Give back every record that follows, exactly as written.

·····

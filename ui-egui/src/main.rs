// SPDX-License-Identifier: MIT OR Apache-2.0

//! Main entry point for the egui UI

use anyhow::Result;
use boardgames_core::menu::{MENU_HEIGHT, MENU_TITLE, MENU_WIDTH};
use boardgames_ui_egui::{logging, App, AppConfig};
use clap::Parser;
use tracing::{info, warn};

#[derive(Parser)]
#[command(name = "boardgames", version)]
#[command(about = "Nine Men's Morris and Go boards with a menu and pause overlay")]
struct Args {}

fn main() -> Result<()> {
    let _args = Args::parse();

    let config = AppConfig::from_env();
    let (config, config_error) = match config {
        Ok(config) => (config, None),
        Err(e) => (AppConfig::default(), Some(e)),
    };

    logging::init(&config.log_filter);
    if let Some(e) = config_error {
        warn!("Falling back to default config: {:#}", e);
    }
    info!(start = ?config.start, "Starting board games");

    let options = eframe::NativeOptions {
        viewport: egui::ViewportBuilder::default()
            .with_title(MENU_TITLE)
            .with_inner_size([MENU_WIDTH as f32, MENU_HEIGHT as f32])
            .with_resizable(false),
        centered: true,
        ..Default::default()
    };

    eframe::run_native(
        MENU_TITLE,
        options,
        Box::new(move |cc| Box::new(App::new(cc, &config))),
    )
    .map_err(|e| anyhow::anyhow!("Failed to run eframe: {}", e))
}
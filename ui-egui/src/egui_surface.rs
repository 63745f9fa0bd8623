// SPDX-License-Identifier: MIT OR Apache-2.0

//! [`Surface`] backed by an egui context

use boardgames_core::surface::{Key, Point, PointerButton, Rect, Rgba, Surface};
use boardgames_core::TextMeasure;
use egui::{Align2, Color32, FontId, LayerId, Pos2, Shape, Stroke, Vec2, ViewportCommand};

/// Outline width for circle and rectangle outlines
const OUTLINE_WIDTH: f32 = 1.0;

/// Buffers shapes for one frame and paints them on the background layer.
///
/// Coordinates are egui points, which match window pixels at a scale factor
/// of 1.
pub struct EguiSurface {
    ctx: egui::Context,
    shapes: Vec<Shape>,
    /// Size last requested through `configure_window`
    size: Option<Vec2>,
}

impl EguiSurface {
    pub fn new(ctx: egui::Context) -> Self {
        Self {
            ctx,
            shapes: Vec::new(),
            size: None,
        }
    }

    fn canvas(&self) -> egui::Rect {
        let screen = self.ctx.screen_rect();
        match self.size {
            Some(size) => screen.union(egui::Rect::from_min_size(Pos2::ZERO, size)),
            None => screen,
        }
    }
}

fn color(c: Rgba) -> Color32 {
    Color32::from_rgba_unmultiplied(c.r, c.g, c.b, c.a)
}

fn pos(p: Point) -> Pos2 {
    Pos2::new(p.x, p.y)
}

fn rect(r: Rect) -> egui::Rect {
    egui::Rect::from_min_size(Pos2::new(r.x, r.y), Vec2::new(r.width, r.height))
}

fn key(k: Key) -> egui::Key {
    match k {
        Key::Up => egui::Key::ArrowUp,
        Key::Down => egui::Key::ArrowDown,
        Key::W => egui::Key::W,
        Key::S => egui::Key::S,
        Key::Enter => egui::Key::Enter,
        Key::Escape => egui::Key::Escape,
        Key::P => egui::Key::P,
    }
}

impl TextMeasure for EguiSurface {
    fn text_width(&self, text: &str, font_size: f32) -> f32 {
        self.ctx.fonts(|fonts| {
            fonts
                .layout_no_wrap(text.to_owned(), FontId::proportional(font_size), Color32::WHITE)
                .size()
                .x
        })
    }
}

impl Surface for EguiSurface {
    fn configure_window(&mut self, title: &str, width: u32, height: u32) {
        let size = Vec2::new(width as f32, height as f32);
        self.ctx.send_viewport_cmd(ViewportCommand::Title(title.to_owned()));
        self.ctx.send_viewport_cmd(ViewportCommand::InnerSize(size));
        self.size = Some(size);
        tracing::debug!(title, width, height, "Window configured");
    }

    fn begin_frame(&mut self) {
        self.shapes.clear();
    }

    fn end_frame(&mut self) {
        self.ctx
            .layer_painter(LayerId::background())
            .extend(std::mem::take(&mut self.shapes));
    }

    fn width(&self) -> f32 {
        match self.size {
            Some(size) => size.x,
            None => self.ctx.screen_rect().width(),
        }
    }

    fn clear(&mut self, c: Rgba) {
        self.shapes.push(Shape::rect_filled(self.canvas(), 0.0, color(c)));
    }

    fn line(&mut self, from: Point, to: Point, thickness: f32, c: Rgba) {
        self.shapes
            .push(Shape::line_segment([pos(from), pos(to)], Stroke::new(thickness, color(c))));
    }

    fn circle_filled(&mut self, center: Point, radius: f32, c: Rgba) {
        self.shapes.push(Shape::circle_filled(pos(center), radius, color(c)));
    }

    fn circle_outline(&mut self, center: Point, radius: f32, c: Rgba) {
        self.shapes.push(Shape::circle_stroke(
            pos(center),
            radius,
            Stroke::new(OUTLINE_WIDTH, color(c)),
        ));
    }

    fn rect_filled(&mut self, r: Rect, c: Rgba) {
        self.shapes.push(Shape::rect_filled(rect(r), 0.0, color(c)));
    }

    fn rect_outline(&mut self, r: Rect, c: Rgba) {
        self.shapes
            .push(Shape::rect_stroke(rect(r), 0.0, Stroke::new(OUTLINE_WIDTH, color(c))));
    }

    fn text(&mut self, text: &str, at: Point, font_size: f32, c: Rgba) {
        let shape = self.ctx.fonts(|fonts| {
            Shape::text(
                fonts,
                pos(at),
                Align2::LEFT_TOP,
                text,
                FontId::proportional(font_size),
                color(c),
            )
        });
        self.shapes.push(shape);
    }

    fn pointer_position(&self) -> Option<Point> {
        self.ctx
            .input(|i| i.pointer.latest_pos())
            .map(|p| Point::new(p.x, p.y))
    }

    fn is_pointer_pressed(&self, button: PointerButton) -> bool {
        match button {
            PointerButton::Primary => self.ctx.input(|i| i.pointer.primary_pressed()),
        }
    }

    fn is_key_pressed(&self, k: Key) -> bool {
        self.ctx.input(|i| i.key_pressed(key(k)))
    }

    fn close_requested(&self) -> bool {
        self.ctx.input(|i| i.viewport().close_requested())
    }
}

·····

-- ANSWER SPACE --
filename ui-egui/src/main.rs
// SPDX-License-Identifier: MIT OR Apache-2.0

//! Main entry point for the egui UI

use anyhow::Result;
use boardgames_core::menu::{MENU_HEIGHT, MENU_TITLE, MENU_WIDTH};
use boardgames_ui_egui::{logging, App, AppConfig};
use clap::Parser;
use tracing::{info, warn};

#[derive(Parser)]
#[command(name = "boardgames", version)]
#[command(about = "Nine Men's Morris and Go boards with a menu and pause overlay")]
struct Args {}

fn main() -> Result<()> {
    let _args = Args::parse();

    let config = AppConfig::from_env();
    let (config, config_error) = match config {
        Ok(config) => (config, None),
        Err(e) => (AppConfig::default(), Some(e)),
    };

    logging::init(&config.log_filter);
    if let Some(e) = config_error {
        warn!("Falling back to default config: {:#}", e);
    }
    info!(start = ?config.start, "Starting board games");

    let options = eframe::NativeOptions {
        viewport: egui::ViewportBuilder::default()
            .with_title(MENU_TITLE)
            .with_inner_size([MENU_WIDTH as f32, MENU_HEIGHT as f32])
            .with_resizable(false),
        centered: true,
        ..Default::default()
    };

    eframe::run_native(
        MENU_TITLE,
        options,
        Box::new(move |cc| Box::new(App::new(cc, &config))),
    )
    .map_err(|e| anyhow::anyhow!("Failed to run eframe: {}", e))
}
filename ui-egui/src/egui_surface.rs
repository 63745f9fa0bd8623
// SPDX-License-Identifier: MIT OR Apache-2.0

//! [`Surface`] backed by an egui context

use boardgames_core::surface::{Key, Point, PointerButton, Rect, Rgba, Surface};
use boardgames_core::TextMeasure;
use egui::{Align2, Color32, FontId, LayerId, Pos2, Shape, Stroke, Vec2, ViewportCommand};

/// Outline width for circle and rectangle outlines
const OUTLINE_WIDTH: f32 = 1.0;

/// Buffers shapes for one frame and paints them on the background layer.
///
/// Coordinates are egui points, which match window pixels at a scale factor
/// of 1.
pub struct EguiSurface {
    ctx: egui::Context,
    shapes: Vec<Shape>,
    /// Size last requested through `configure_window`
    size: Option<Vec2>,
}

impl EguiSurface {
    pub fn new(ctx: egui::Context) -> Self {
        Self {
            ctx,
            shapes: Vec::new(),
            size: None,
        }
    }

    fn canvas(&self) -> egui::Rect {
        let screen = self.ctx.screen_rect();
        match self.size {
            Some(size) => screen.union(egui::Rect::from_min_size(Pos2::ZERO, size)),
            None => screen,
        }
    }
}

fn color(c: Rgba) -> Color32 {
    Color32::from_rgba_unmultiplied(c.r, c.g, c.b, c.a)
}

fn pos(p: Point) -> Pos2 {
    Pos2::new(p.x, p.y)
}

fn rect(r: Rect) -> egui::Rect {
    egui::Rect::from_min_size(Pos2::new(r.x, r.y), Vec2::new(r.width, r.height))
}

fn key(k: Key) -> egui::Key {
    match k {
        Key::Up => egui::Key::ArrowUp,
        Key::Down => egui::Key::ArrowDown,
        Key::W => egui::Key::W,
        Key::S => egui::Key::S,
        Key::Enter => egui::Key::Enter,
        Key::Escape => egui::Key::Escape,
        Key::P => egui::Key::P,
    }
}

impl TextMeasure for EguiSurface {
    fn text_width(&self, text: &str, font_size: f32) -> f32 {
        self.ctx.fonts(|fonts| {
            fonts
                .layout_no_wrap(text.to_owned(), FontId::proportional(font_size), Color32::WHITE)
                .size()
                .x
        })
    }
}

impl Surface for EguiSurface {
    fn configure_window(&mut self, title: &str, width: u32, height: u32) {
        let size = Vec2::new(width as f32, height as f32);
        self.ctx.send_viewport_cmd(ViewportCommand::Title(title.to_owned()));
        self.ctx.send_viewport_cmd(ViewportCommand::InnerSize(size));
        self.size = Some(size);
        tracing::debug!(title, width, height, "Window configured");
    }

    fn begin_frame(&mut self) {
        self.shapes.clear();
    }

    fn end_frame(&mut self) {
        self.ctx
            .layer_painter(LayerId::background())
            .extend(std::mem::take(&mut self.shapes));
    }

    fn width(&self) -> f32 {
        match self.size {
            Some(size) => size.x,
            None => self.ctx.screen_rect().width(),
        }
    }

    fn clear(&mut self, c: Rgba) {
        self.shapes.push(Shape::rect_filled(self.canvas(), 0.0, color(c)));
    }

    fn line(&mut self, from: Point, to: Point, thickness: f32, c: Rgba) {
        self.shapes
            .push(Shape::line_segment([pos(from), pos(to)], Stroke::new(thickness, color(c))));
    }

    fn circle_filled(&mut self, center: Point, radius: f32, c: Rgba) {
        self.shapes.push(Shape::circle_filled(pos(center), radius, color(c)));
    }

    fn circle_outline(&mut self, center: Point, radius: f32, c: Rgba) {
        self.shapes.push(Shape::circle_stroke(
            pos(center),
            radius,
            Stroke::new(OUTLINE_WIDTH, color(c)),
        ));
    }

    fn rect_filled(&mut self, r: Rect, c: Rgba) {
        self.shapes.push(Shape::rect_filled(rect(r), 0.0, color(c)));
    }

    fn rect_outline(&mut self, r: Rect, c: Rgba) {
        self.shapes
            .push(Shape::rect_stroke(rect(r), 0.0, Stroke::new(OUTLINE_WIDTH, color(c))));
    }

    fn text(&mut self, text: &str, at: Point, font_size: f32, c: Rgba) {
        let shape = self.ctx.fonts(|fonts| {
            Shape::text(
                fonts,
                pos(at),
                Align2::LEFT_TOP,
                text,
                FontId::proportional(font_size),
                color(c),
            )
        });
        self.shapes.push(shape);
    }

    fn pointer_position(&self) -> Option<Point> {
        self.ctx
            .input(|i| i.pointer.latest_pos())
            .map(|p| Point::new(p.x, p.y))
    }

    fn is_pointer_pressed(&self, button: PointerButton) -> bool {
        match button {
            PointerButton::Primary => self.ctx.input(|i| i.pointer.primary_pressed()),
        }
    }

    fn is_key_pressed(&self, k: Key) -> bool {
        self.ctx.input(|i| i.key_pressed(key(k)))
    }

    fn close_requested(&self) -> bool {
        self.ctx.input(|i| i.viewport().close_requested())
    }
}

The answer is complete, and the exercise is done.